(Records to use begins)

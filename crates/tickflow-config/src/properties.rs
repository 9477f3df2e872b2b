//! Application properties.
//!
//! A flat string map whose keys may be hierarchical, `group/subgroup/name`.
//! Persisted as nested TOML tables, one level per key segment.

use std::collections::BTreeMap;

use serde::{Deserialize, Serialize};
use tickflow_parameter::text_to_bool;
use toml::{Table, Value};

/// String key to string value bag owned by the hosting application.
#[derive(Debug, Clone, Default, PartialEq, Eq, Serialize, Deserialize)]
#[serde(from = "Table", into = "Table")]
pub struct ApplicationProperties {
    values: BTreeMap<String, String>,
}

impl ApplicationProperties {
    pub fn new() -> Self {
        Self::default()
    }

    pub fn is_empty(&self) -> bool {
        self.values.is_empty()
    }

    pub fn len(&self) -> usize {
        self.values.len()
    }

    pub fn set(&mut self, key: impl Into<String>, value: impl ToString) {
        self.values.insert(key.into(), value.to_string());
    }

    pub fn get(&self, key: &str) -> Option<&str> {
        self.values.get(key).map(String::as_str)
    }

    pub fn remove(&mut self, key: &str) -> Option<String> {
        self.values.remove(key)
    }

    pub fn iter(&self) -> impl Iterator<Item = (&str, &str)> {
        self.values.iter().map(|(k, v)| (k.as_str(), v.as_str()))
    }

    /// Stored text, or an empty string.
    pub fn string(&self, key: &str) -> String {
        self.get(key).unwrap_or_default().to_string()
    }

    /// Boolean using the same text rule as parameters. Missing keys are false.
    pub fn bool(&self, key: &str) -> bool {
        self.get(key).is_some_and(text_to_bool)
    }

    pub fn int(&self, key: &str) -> i64 {
        self.parse_or_zero(key)
    }

    pub fn uint(&self, key: &str) -> u64 {
        self.parse_or_zero(key)
    }

    pub fn float(&self, key: &str) -> f64 {
        self.parse_or_zero(key)
    }

    fn parse_or_zero<T: std::str::FromStr + Default>(&self, key: &str) -> T {
        self.get(key)
            .and_then(|text| text.trim().parse().ok())
            .unwrap_or_default()
    }

    fn flatten(prefix: &str, table: Table, out: &mut BTreeMap<String, String>) {
        for (name, value) in table {
            let key = if prefix.is_empty() {
                name
            } else {
                format!("{prefix}/{name}")
            };
            match value {
                Value::Table(inner) => Self::flatten(&key, inner, out),
                Value::String(text) => {
                    out.insert(key, text);
                }
                other => {
                    out.insert(key, other.to_string());
                }
            }
        }
    }
}

impl From<Table> for ApplicationProperties {
    fn from(table: Table) -> Self {
        let mut values = BTreeMap::new();
        Self::flatten("", table, &mut values);
        Self { values }
    }
}

impl From<ApplicationProperties> for Table {
    fn from(properties: ApplicationProperties) -> Self {
        let mut root = Table::new();
        for (key, value) in properties.values {
            let mut segments: Vec<&str> = key.split('/').filter(|s| !s.is_empty()).collect();
            let Some(leaf) = segments.pop() else {
                continue;
            };

            if !insert_nested(&mut root, &segments, leaf, value) {
                tracing::warn!(key = %key, "property key collides with a property group, not saved");
            }
        }
        root
    }
}

/// Insert `value` at `segments/leaf`, creating intermediate tables. Fails when
/// a segment is already a plain value or the leaf is already a table.
fn insert_nested(root: &mut Table, segments: &[&str], leaf: &str, value: String) -> bool {
    let mut table = root;
    for segment in segments {
        let entry = table
            .entry(segment.to_string())
            .or_insert_with(|| Value::Table(Table::new()));
        let Value::Table(inner) = entry else {
            return false;
        };
        table = inner;
    }
    if table.get(leaf).is_some_and(Value::is_table) {
        return false;
    }
    table.insert(leaf.to_string(), Value::String(value));
    true
}
//! CLI command handlers.

use std::path::Path;
use std::sync::Arc;

use anyhow::{Context as _, Result};
use tickflow_config::EngineDocument;
use tickflow_engine::{TaskFactory, WorkflowServer};

pub mod check;
pub mod new;
pub mod run;
pub mod templates;

/// Shared context for all commands.
#[derive(Debug, Clone)]
pub struct Context {
    /// Verbose output enabled.
    pub verbose: bool,
}

/// Factories registered on every server the CLI builds.
pub fn factories() -> Vec<Arc<dyn TaskFactory>> {
    vec![Arc::new(tickflow_tasks::default_factory())]
}

/// Load a document and build a server from it.
pub fn load_server(path: &Path) -> Result<WorkflowServer> {
    let document = EngineDocument::load(path)
        .with_context(|| format!("failed to load engine document {}", path.display()))?;
    let server = WorkflowServer::from_document(&document, factories())
        .with_context(|| format!("invalid engine document {}", path.display()))?;
    Ok(server)
}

(Records to use ends)

Directions for this task
Set down only these lines, exactly: the line containing "for all commands." and each line after it, through the end of the listing.

Problem solution
/// Shared context for all commands.
#[derive(Debug, Clone)]
pub struct Context {
    /// Verbose output enabled.
    pub verbose: bool,
}

/// Factories registered on every server the CLI builds.
pub fn factories() -> Vec<Arc<dyn TaskFactory>> {
    vec![Arc::new(tickflow_tasks::default_factory())]
}

/// Load a document and build a server from it.
pub fn load_server(path: &Path) -> Result<WorkflowServer> {
    let document = EngineDocument::load(path)
        .with_context(|| format!("failed to load engine document {}", path.display()))?;
    let server = WorkflowServer::from_document(&document, factories())
        .with_context(|| format!("invalid engine document {}", path.display()))?;
    Ok(server)
}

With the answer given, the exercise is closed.